Appreciate the help.


----------



## svede1212 (Nov 1, 2005)

i have an '04 but it's my understanding that the TPS reports only 88%ish but it is indeed at WOT. what are your IATs? my rants on commercial "C"AIs must be getting legendary by now...


----------



## kwiktsi (Apr 5, 2006)

Yes, they read 88% at WOT- mine does also. I think heat soak for one was certainly hurting you, the stock filter location is horrible on the Procharger setup. I have moved my filter outside the bay and am now running alcohol- my car feels almost the same on a 90* day as it does on a 70* day now.
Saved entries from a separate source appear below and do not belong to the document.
//! # Accrue
//!
//! A validation type that collects every error instead of stopping at the
//! first one.
//!
//! `Validation<E, T>` is either a success holding a `T`, or a failure holding a
//! non-empty, ordered list of `E`s. Independent checks can be combined with
//! [`Validation::apply`], [`lift::map2`]..[`lift::map4`], [`traverse::sequence`]
//! and friends; when several of them fail, all of their errors are reported
//! together, in the order the checks were combined.
//!
//! ## Quick Example
//!
//! ```rust
//! use accrue::{lift::map2, nonempty, Validation};
//!
//! fn validate_email(email: &str) -> Validation<String, String> {
//!     if email.contains('@') {
//!         Validation::success(email.to_string())
//!     } else {
//!         Validation::failure("Email must contain @".to_string())
//!     }
//! }
//!
//! fn validate_age(age: i32) -> Validation<String, i32> {
//!     if age >= 18 {
//!         Validation::success(age)
//!     } else {
//!         Validation::failure("Must be 18 or older".to_string())
//!     }
//! }
//!
//! let ok = map2(validate_email("user@example.com"), validate_age(25), |email, age| (email, age));
//! assert!(ok.is_success());
//!
//! let bad = map2(validate_email("nope"), validate_age(12), |email, age| (email, age));
//! assert_eq!(
//!     bad.into_errors(),
//!     Some(nonempty![
//!         "Email must contain @".to_string(),
//!         "Must be 18 or older".to_string()
//!     ])
//! );
//! ```
//!
//! ## Features
//!
//! - `tracing`: emit `tracing` events when list combinators accumulate failures
//! - `serde`: `Serialize`/`Deserialize` for `Validation` and `NonEmptyVec`
//! - `proptest`: `Arbitrary` implementations for property tests

#![warn(missing_docs)]
#![warn(missing_debug_implementations)]

pub mod lift;
pub mod nonempty;
pub mod semigroup;
pub mod testing;
pub mod traverse;
pub mod validation;

#[cfg(feature = "serde")]
mod serde_impl;

// Re-exports
pub use lift::{map2, map3, map4, reduce_errors};
pub use nonempty::{EmptyVecError, NonEmptyVec};
pub use semigroup::Semigroup;
pub use traverse::{flat_map_inputs, map_inputs, sequence, traverse};
pub use validation::{ValidateAll, Validation};

/// Prelude module for convenient imports
pub mod prelude {
    pub use crate::lift::{map2, map3, map4, reduce_errors};
    pub use crate::nonempty::{EmptyVecError, NonEmptyVec};
    pub use crate::semigroup::Semigroup;
    pub use crate::traverse::{flat_map_inputs, map_inputs, sequence, traverse};
    pub use crate::validation::{ValidateAll, Validation};
}
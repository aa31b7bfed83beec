//! Sequence and traverse for collections of validations
//!
//! - **`sequence`**: `Vec<Validation<E, T>>` → `Validation<E, Vec<T>>`, visiting
//!   every item and collecting every error.
//! - **`traverse`**: like `sequence` followed by a transform of the values, but
//!   the transform only runs once the whole collection is known to be valid.
//! - **`map_inputs`** / **`flat_map_inputs`**: element-wise helpers that build
//!   a list of independent validations, ready to be sequenced.
//!
//! # Examples
//!
//! ```
//! use accrue::{nonempty, traverse::{map_inputs, sequence}, Validation};
//!
//! fn parse(s: &str) -> Validation<String, i32> {
//!     s.parse()
//!         .map(Validation::success)
//!         .unwrap_or_else(|_| Validation::failure(format!("invalid number: {}", s)))
//! }
//!
//! let parsed = sequence(map_inputs(vec!["1", "x", "3", "y"], parse));
//! assert_eq!(
//!     parsed.into_errors(),
//!     Some(nonempty![
//!         "invalid number: x".to_string(),
//!         "invalid number: y".to_string()
//!     ])
//! );
//! ```

use crate::{NonEmptyVec, Semigroup, Validation};

/// Turn a collection of validations into a validation of a collection.
///
/// Every item is visited. If all succeed, the values are returned in input
/// order. Otherwise the result holds the errors of every failed item, earlier
/// items first, each item's own errors in their original order. An empty
/// input is a success with an empty `Vec`.
///
/// ```
/// use accrue::{nonempty, traverse::sequence, Validation};
///
/// let items = vec![
///     Validation::success(1),
///     Validation::failure("a"),
///     Validation::success(2),
///     Validation::failure("b"),
/// ];
/// assert_eq!(sequence(items).into_errors(), Some(nonempty!["a", "b"]));
/// ```
pub fn sequence<E, T, I>(items: I) -> Validation<E, Vec<T>>
where
    I: IntoIterator<Item = Validation<E, T>>,
{
    let mut values = Vec::new();
    let mut errors: Option<NonEmptyVec<E>> = None;
    #[cfg(feature = "tracing")]
    let (mut total, mut failed) = (0usize, 0usize);

    for item in items {
        #[cfg(feature = "tracing")]
        {
            total += 1;
            failed += usize::from(item.is_failure());
        }
        item.fold(
            |found| {
                errors = Some(match errors.take() {
                    Some(acc) => acc.combine(found),
                    None => found,
                })
            },
            |value| values.push(value),
        );
    }

    match errors {
        None => Validation::success(values),
        Some(errors) => {
            #[cfg(feature = "tracing")]
            tracing::debug!(
                items = total,
                failed,
                errors = errors.len(),
                "sequence accumulated validation failures"
            );
            Validation::from_errors(errors)
        }
    }
}

/// Sequence `items`, then apply `f` to each value.
///
/// `f` is only called after every item has been checked and the overall
/// result is known to be a success. If any item failed, `f` is never called.
///
/// ```
/// use accrue::{traverse::traverse, Validation};
///
/// let items = vec![Validation::<&str, _>::success(1), Validation::success(2)];
/// assert_eq!(traverse(items, |n| n + 1).into_value(), Some(vec![2, 3]));
/// ```
pub fn traverse<E, T, R, I, F>(items: I, f: F) -> Validation<E, Vec<R>>
where
    I: IntoIterator<Item = Validation<E, T>>,
    F: FnMut(T) -> R,
{
    sequence(items).map(|values| {
        #[cfg(feature = "tracing")]
        tracing::trace!(values = values.len(), "traverse applying transform");
        values.into_iter().map(f).collect()
    })
}

/// Apply a validating function to every input, keeping the order.
///
/// Each result stands alone; nothing is accumulated.
pub fn map_inputs<E, A, B, I, F>(inputs: I, f: F) -> Vec<Validation<E, B>>
where
    I: IntoIterator<Item = A>,
    F: FnMut(A) -> Validation<E, B>,
{
    inputs.into_iter().map(f).collect()
}

/// [`flat_map`](Validation::flat_map) every validation in a list, keeping the
/// order.
///
/// ```
/// use accrue::{traverse::flat_map_inputs, Validation};
///
/// let checked = flat_map_inputs(
///     vec![Validation::success(4), Validation::failure("missing"), Validation::success(-1)],
///     |n: i32| if n >= 0 { Validation::success(n) } else { Validation::failure("negative") },
/// );
///
/// assert!(checked[0].is_success());
/// assert_eq!(checked[1], Validation::failure("missing"));
/// assert_eq!(checked[2], Validation::failure("negative"));
/// ```
pub fn flat_map_inputs<E, A, B, I, F>(inputs: I, mut f: F) -> Vec<Validation<E, B>>
where
    I: IntoIterator<Item = Validation<E, A>>,
    F: FnMut(A) -> Validation<E, B>,
{
    inputs
        .into_iter()
        .map(|validation| validation.flat_map(&mut f))
        .collect()
}

/// Collecting an iterator of validations behaves like [`sequence`].
///
/// ```
/// use accrue::{nonempty, Validation};
///
/// let ages: Validation<String, Vec<u8>> = ["31", "x", "300"]
///     .iter()
///     .map(|s| Validation::from_result(s.parse::<u8>().map_err(|e| format!("{}: {}", s, e))))
///     .collect();
///
/// assert_eq!(ages.errors().map(|e| e.len()), Some(2));
/// ```
impl<E, T> FromIterator<Validation<E, T>> for Validation<E, Vec<T>> {
    fn from_iter<I: IntoIterator<Item = Validation<E, T>>>(iter: I) -> Self {
        sequence(iter)
    }
}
Granted, it is a bit stronger when cool out- they always will be, but it went from not spinning the tires at all from a 1st gear roll on a hot day to just obliterating them from a second gear roll in any temp . I dynoed 543/456 on a 96* day with no fans in front of the car and a crappy tune. I did 4 runs back to back and HP was within 2-3 hp for all runs and actually, the last run was the strongest. Heat soak is no longer an issue between the filter being moved and the alky. Before the alky and filter relocation, I lost almost 30 whp on two back to back runs!!

I would say you need a good tune and I strongly recommend moving the filter and an alky kit. Yes, supercharger kits work "well" out of the box, but consider these "supporting mods" that drastically improve it .


----------



## Mike Kortney (Nov 28, 2005)

Appreciate the feedback!


----------